Given data:
Start of Block
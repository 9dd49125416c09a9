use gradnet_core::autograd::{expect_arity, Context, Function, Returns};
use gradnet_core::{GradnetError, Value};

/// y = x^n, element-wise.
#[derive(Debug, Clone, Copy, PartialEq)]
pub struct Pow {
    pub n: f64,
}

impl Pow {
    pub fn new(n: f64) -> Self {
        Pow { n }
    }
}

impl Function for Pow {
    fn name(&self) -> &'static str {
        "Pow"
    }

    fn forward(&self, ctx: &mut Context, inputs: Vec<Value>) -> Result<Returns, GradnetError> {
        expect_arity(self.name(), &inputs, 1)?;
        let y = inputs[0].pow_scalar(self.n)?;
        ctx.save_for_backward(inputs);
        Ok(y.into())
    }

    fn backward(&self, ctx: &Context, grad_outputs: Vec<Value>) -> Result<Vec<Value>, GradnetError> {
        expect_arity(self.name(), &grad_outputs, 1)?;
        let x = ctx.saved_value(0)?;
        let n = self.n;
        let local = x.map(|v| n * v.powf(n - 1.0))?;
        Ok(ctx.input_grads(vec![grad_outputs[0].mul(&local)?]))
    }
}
End of Block
Task description:
Write the entire listing out again, word for word.

Finished task:
repository 9dd49125416c09a9
use gradnet_core::autograd::{expect_arity, Context, Function, Returns};
use gradnet_core::{GradnetError, Value};

/// y = x^n, element-wise.
#[derive(Debug, Clone, Copy, PartialEq)]
pub struct Pow {
    pub n: f64,
}

impl Pow {
    pub fn new(n: f64) -> Self {
        Pow { n }
    }
}

impl Function for Pow {
    fn name(&self) -> &'static str {
        "Pow"
    }

    fn forward(&self, ctx: &mut Context, inputs: Vec<Value>) -> Result<Returns, GradnetError> {
        expect_arity(self.name(), &inputs, 1)?;
        let y = inputs[0].pow_scalar(self.n)?;
        ctx.save_for_backward(inputs);
        Ok(y.into())
    }

    fn backward(&self, ctx: &Context, grad_outputs: Vec<Value>) -> Result<Vec<Value>, GradnetError> {
        expect_arity(self.name(), &grad_outputs, 1)?;
        let x = ctx.saved_value(0)?;
        let n = self.n;
        let local = x.map(|v| n * v.powf(n - 1.0))?;
        Ok(ctx.input_grads(vec![grad_outputs[0].mul(&local)?]))
    }
}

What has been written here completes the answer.